Торгрим кивнул, уже понимая, что тонет в ее глазах, и потому ее слова прозвучали так, будто не имели отношения ни к нему самому, ни к его ране. Женщина была красива. Даже при свете дня, выставлявшем напоказ любые недостатки, она оставалась красавицей, несмотря на тяжелые годы замужества за Йокулом. В тусклом же свете очага она была способна превратить в берсерка любого мужчину. Альмаита подалась к нему еще чуть ближе, и ткань ее ночной сорочки натянулась, облегая молодое крепкое тело.

— Спасибо тебе, — негромко, в тон ей ответил он и погладил ее по запястью. Она же протянула руку и принялась бережно перебирать серебряные обереги у него на шее.
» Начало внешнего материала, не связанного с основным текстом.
// src/services/user_service.rs
use super::{auth_service, sync_service, Outcome};
use crate::{
    error::{AppError, AppResult},
    models::{
        collection::Collection,
        ps_number::{self, PsNumber},
        user::{Credential, User},
        Row,
    },
    remote::RemoteStore,
    store::{encode_rows, JsonStore},
};
use std::collections::{BTreeSet, HashMap};

pub const BOOTSTRAP_ADMIN: &str = "PS1724";

/// Cria users.json com o administrador inicial quando não existe.
pub async fn ensure_bootstrap_admin(store: &JsonStore, password: Option<&str>) -> AppResult<()> {
    if store.exists(Collection::Users) {
        return Ok(());
    }
    let admin = User {
        ps_number: PsNumber::parse(BOOTSTRAP_ADMIN).map_err(|_| AppError::InternalServerError)?,
        password: auth_service::hash_password(password.unwrap_or(BOOTSTRAP_ADMIN)).await?,
        credential: Credential::Admin,
        name: "Administrator".to_string(),
        extra: Row::new(),
    };
    store.ensure_file(Collection::Users, &[admin])?;
    if password.is_none() {
        tracing::warn!("⚠️ Admin inicial {} criado com a senha por omissão; altere-a.", BOOTSTRAP_ADMIN);
    } else {
        tracing::info!("Admin inicial {} criado.", BOOTSTRAP_ADMIN);
    }
    Ok(())
}

pub fn find_all_users(store: &JsonStore) -> AppResult<Vec<User>> {
    let users: Vec<User> = store.load(Collection::Users)?;
    tracing::debug!("Encontrados {} utilizadores.", users.len());
    Ok(users)
}

/// Busca um utilizador pelo PS number (normalizado).
pub fn find_user(store: &JsonStore, raw_ps_number: &str) -> AppResult<Option<User>> {
    let ps = ps_number::normalize(raw_ps_number);
    Ok(find_all_users(store)?
        .into_iter()
        .find(|u| u.ps_number.as_str() == ps))
}

/// PS number → nome a mostrar.
pub fn requester_lookup(users: &[User]) -> HashMap<String, String> {
    users
        .iter()
        .map(|u| (u.ps_number.to_string(), u.display_name().to_string()))
        .collect()
}

/// Uma linha da grelha de utilizadores, tal como veio do formulário.
#[derive(Debug, Clone, Default)]
pub struct UserRowInput {
    pub ps_number: String,
    /// Em branco = manter a senha atual.
    pub new_password: String,
    pub credential: String,
    pub name: String,
}

/// Valida e grava a grelha inteira de utilizadores; depois faz push best-effort.
pub async fn save_user_grid(
    store: &JsonStore,
    remote: Option<&dyn RemoteStore>,
    rows: Vec<UserRowInput>,
) -> AppResult<Outcome> {
    let existing = find_all_users(store)?;
    let by_ps: HashMap<&str, &User> = existing.iter().map(|u| (u.ps_number.as_str(), u)).collect();

    let mut invalid = BTreeSet::new();
    let mut duplicated = BTreeSet::new();
    let mut missing_password = BTreeSet::new();
    let mut seen = BTreeSet::new();
    let mut accepted = Vec::new();

    for row in rows {
        let raw_ps = ps_number::normalize(&row.ps_number);
        if raw_ps.is_empty() {
            continue;
        }
        let Ok(ps) = PsNumber::parse(&raw_ps) else {
            invalid.insert(raw_ps);
            continue;
        };
        if !seen.insert(ps.clone()) {
            duplicated.insert(ps.to_string());
            continue;
        }
        let current = by_ps.get(ps.as_str()).copied();
        if current.is_none() && row.new_password.trim().is_empty() {
            missing_password.insert(ps.to_string());
            continue;
        }
        accepted.push((ps, row, current));
    }

    let mut errors = Vec::new();
    if !invalid.is_empty() {
        errors.push(format!("Invalid PS Number format: {:?}", invalid));
    }
    if !duplicated.is_empty() {
        errors.push(format!("Duplicated PS Number: {:?}", duplicated));
    }
    if !missing_password.is_empty() {
        errors.push(format!(
            "Password required for new user(s): {:?}. A changed PS Number counts as a new user.",
            missing_password
        ));
    }
    if errors.is_empty() && !accepted.iter().any(|(_, row, _)| Credential::from(row.credential.as_str()).is_admin()) {
        errors.push("At least one Admin user is required.".to_string());
    }
    if !errors.is_empty() {
        tracing::warn!("Grelha de utilizadores rejeitada: {:?}", errors);
        return Err(AppError::Validation(errors));
    }

    let mut users = Vec::with_capacity(accepted.len());
    for (ps, row, current) in accepted {
        let password = if row.new_password.trim().is_empty() {
            current.map(|u| u.password.clone()).unwrap_or_default()
        } else {
            auth_service::hash_password(row.new_password.trim()).await?
        };
        users.push(User {
            ps_number: ps,
            password,
            credential: Credential::from(row.credential.as_str()),
            name: row.name.trim().to_string(),
            extra: current.map(|u| u.extra.clone()).unwrap_or_default(),
        });
    }

    store.save(Collection::Users, &users)?;
    tracing::info!("✅ {} utilizador(es) gravados.", users.len());

    let mut outcome = Outcome { saved: users.len(), ..Default::default() };
    let encoded = encode_rows(&users)?;
    sync_service::record_push(&mut outcome, sync_service::push_records(remote, Collection::Users, &encoded).await);
    if let (Some(remote), true) = (remote, outcome.warnings.is_empty()) {
        let shaped: Vec<Row> = encoded.iter().map(|r| Collection::Users.project(r)).collect();
        match sync_service::mirror_coaches(remote, &shaped).await {
            Ok(n) => outcome.mirrored = n,
            Err(e) => outcome.warn(format!("Mirror to 'coaches' skipped: {}", e)),
        }
    }
    Ok(outcome)
}

/// Remove utilizadores (local + remoto best-effort). Não permite remover a própria conta.
pub async fn delete_users(
    store: &JsonStore,
    remote: Option<&dyn RemoteStore>,
    acting: &PsNumber,
    ps_numbers: &[String],
) -> AppResult<Outcome> {
    let targets: BTreeSet<String> = ps_numbers.iter().map(|p| ps_number::normalize(p)).collect();
    if targets.contains(acting.as_str()) {
        return Err(AppError::validation("You cannot delete your own account."));
    }

    let users = find_all_users(store)?;
    let before = users.len();
    let kept: Vec<User> = users
        .into_iter()
        .filter(|u| !targets.contains(u.ps_number.as_str()))
        .collect();
    let deleted = before - kept.len();
    store.save(Collection::Users, &kept)?;
    tracing::info!("🗑️ {} utilizador(es) removidos.", deleted);

    let mut outcome = Outcome { deleted, ..Default::default() };
    let keys: Vec<String> = targets.into_iter().collect();
    sync_service::record_remote_delete(
        &mut outcome,
        sync_service::delete_records(remote, Collection::Users, &keys).await,
    );
    Ok(outcome)
}

#[cfg(test)]
mod tests {
    use super::*;
    use crate::remote::MemoryRemote;

    fn input(ps: &str, password: &str, credential: &str, name: &str) -> UserRowInput {
        UserRowInput {
            ps_number: ps.to_string(),
            new_password: password.to_string(),
            credential: credential.to_string(),
            name: name.to_string(),
        }
    }

    async fn store_with_admin() -> (tempfile::TempDir, JsonStore) {
        let dir = tempfile::tempdir().expect("tempdir");
        let store = JsonStore::new(dir.path());
        let admin = User {
            ps_number: PsNumber::parse("PS1724").unwrap(),
            password: auth_service::hash_password_with_cost("PS1724", 4).await.unwrap(),
            credential: Credential::Admin,
            name: "Administrator".into(),
            extra: Row::new(),
        };
        store.save(Collection::Users, &[admin]).unwrap();
        (dir, store)
    }

    #[tokio::test]
    async fn bootstrap_admin_is_only_created_once() {
        let dir = tempfile::tempdir().expect("tempdir");
        let store = JsonStore::new(dir.path());
        ensure_bootstrap_admin(&store, Some("s3cret")).await.unwrap();
        let users = find_all_users(&store).unwrap();
        assert_eq!(users.len(), 1);
        assert!(users[0].is_admin());
        assert!(auth_service::is_bcrypt_hash(&users[0].password));
        assert!(auth_service::verify_password("s3cret", &users[0].password).await.unwrap());

        store.save::<User>(Collection::Users, &[]).unwrap();
        ensure_bootstrap_admin(&store, None).await.unwrap();
        assert!(find_all_users(&store).unwrap().is_empty());
    }

    #[tokio::test]
    async fn invalid_and_duplicated_ps_numbers_block_the_whole_save() {
        let (_dir, store) = store_with_admin().await;
        let rows = vec![
            input("PS1724", "", "Admin", "Administrator"),
            input("ps20", "pw", "Coach", "Ana"),
            input("PS20", "pw", "Coach", "Ana again"),
            input("X99", "pw", "Coach", "Bad"),
        ];
        let err = save_user_grid(&store, None, rows).await.unwrap_err();
        let AppError::Validation(errors) = err else { panic!("expected validation error") };
        assert_eq!(errors.len(), 2);
        assert!(errors[0].contains("X99"));
        assert!(errors[1].contains("PS20"));
        // nada foi gravado
        assert_eq!(find_all_users(&store).unwrap().len(), 1);
    }

    #[tokio::test]
    async fn blank_password_keeps_existing_hash_and_new_users_need_one() {
        let (_dir, store) = store_with_admin().await;
        let original_hash = find_all_users(&store).unwrap()[0].password.clone();

        let err = save_user_grid(
            &store,
            None,
            vec![input("PS1724", "", "Admin", "Root"), input("PS30", "", "Coach", "No pw")],
        )
        .await
        .unwrap_err();
        assert!(matches!(err, AppError::Validation(_)));

        let remote = MemoryRemote::new();
        let outcome = save_user_grid(
            &store,
            Some(&remote),
            vec![input("PS1724", "", "Admin", "Root"), input("ps30", "pw30", "weird", ""), input("", "", "", "")],
        )
        .await
        .unwrap();
        assert_eq!(outcome.saved, 2);
        assert_eq!(outcome.synced, 2);
        assert_eq!(outcome.mirrored, 2);

        let users = find_all_users(&store).unwrap();
        assert_eq!(users[0].password, original_hash);
        assert_eq!(users[0].name, "Root");
        assert_eq!(users[1].ps_number.as_str(), "PS30");
        assert_eq!(users[1].credential, Credential::Coach);
        assert!(auth_service::is_bcrypt_hash(&users[1].password));
    }

    #[tokio::test]
    async fn renaming_a_ps_number_needs_a_password() {
        let (_dir, store) = store_with_admin().await;
        save_user_grid(&store, None, vec![input("PS1724", "", "Admin", "A"), input("PS2", "pw", "Coach", "B")])
            .await
            .unwrap();

        let err = save_user_grid(&store, None, vec![input("PS1724", "", "Admin", "A"), input("PS3", "", "Coach", "B")])
            .await
            .unwrap_err();
        let AppError::Validation(errors) = err else { panic!("expected validation error") };
        assert!(errors[0].contains("PS3"));
        assert!(errors[0].contains("changed PS Number"));

        save_user_grid(&store, None, vec![input("PS1724", "", "Admin", "A"), input("PS3", "pw3", "Coach", "B")])
            .await
            .unwrap();
        let users = find_all_users(&store).unwrap();
        assert_eq!(users.len(), 2);
        assert_eq!(users[1].ps_number.as_str(), "PS3");
    }

    #[tokio::test]
    async fn the_last_admin_cannot_be_demoted() {
        let (_dir, store) = store_with_admin().await;
        let err = save_user_grid(&store, None, vec![input("PS1724", "", "Coach", "x")]).await.unwrap_err();
        assert!(matches!(err, AppError::Validation(_)));
    }

    #[tokio::test]
    async fn remote_failure_is_a_warning_not_an_error() {
        let (_dir, store) = store_with_admin().await;
        let remote = MemoryRemote::new();
        remote.fail_table("users");
        let outcome = save_user_grid(&store, Some(&remote), vec![input("PS1724", "", "Admin", "A")])
            .await
            .unwrap();
        assert_eq!(outcome.saved, 1);
        assert_eq!(outcome.synced, 0);
        assert_eq!(outcome.warnings.len(), 1);
    }

    #[tokio::test]
    async fn deleting_yourself_is_refused() {
        let (_dir, store) = store_with_admin().await;
        let me = PsNumber::parse("PS1724").unwrap();
        assert!(delete_users(&store, None, &me, &["ps1724".to_string()]).await.is_err());

        save_user_grid(&store, None, vec![input("PS1724", "", "Admin", "A"), input("PS2", "pw", "Coach", "B")])
            .await
            .unwrap();
        let outcome = delete_users(&store, None, &me, &["PS2".to_string()]).await.unwrap();
        assert_eq!(outcome.deleted, 1);
        assert_eq!(find_all_users(&store).unwrap().len(), 1);
    }
}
— Ты носишь молот Тора, — прошептала она, — вместе с христианским крестиком. Это необычно и странно.

— Я с благодарностью принимаю помощь любого бога, — сказал Торгрим. — По правде говоря, крестик мне дала женщина, которую я знал. Ирландка.

Альмаита потерла серебряный крестик, зажав его между большим и указательным пальцами.

— Подруга? — сделанной небрежностью спросила она, но тон ее голоса свидетельствовал, что вопрос был задан не просто так.

Торгрим вспомнил о Морриган и о времени, проведенном с ней, каким бы кратким оно ни было. Железный Зуб у него отняли, а она умудрилась каким-то образом вернуть его, вонзив меч в палубу его корабля и повесив на рукоять нательный крестик. Морриган запросто могла прибегнуть к магии, но в точности ему это было не известно, он вообще понятия не имел о том, как она сумела раздобыть меч.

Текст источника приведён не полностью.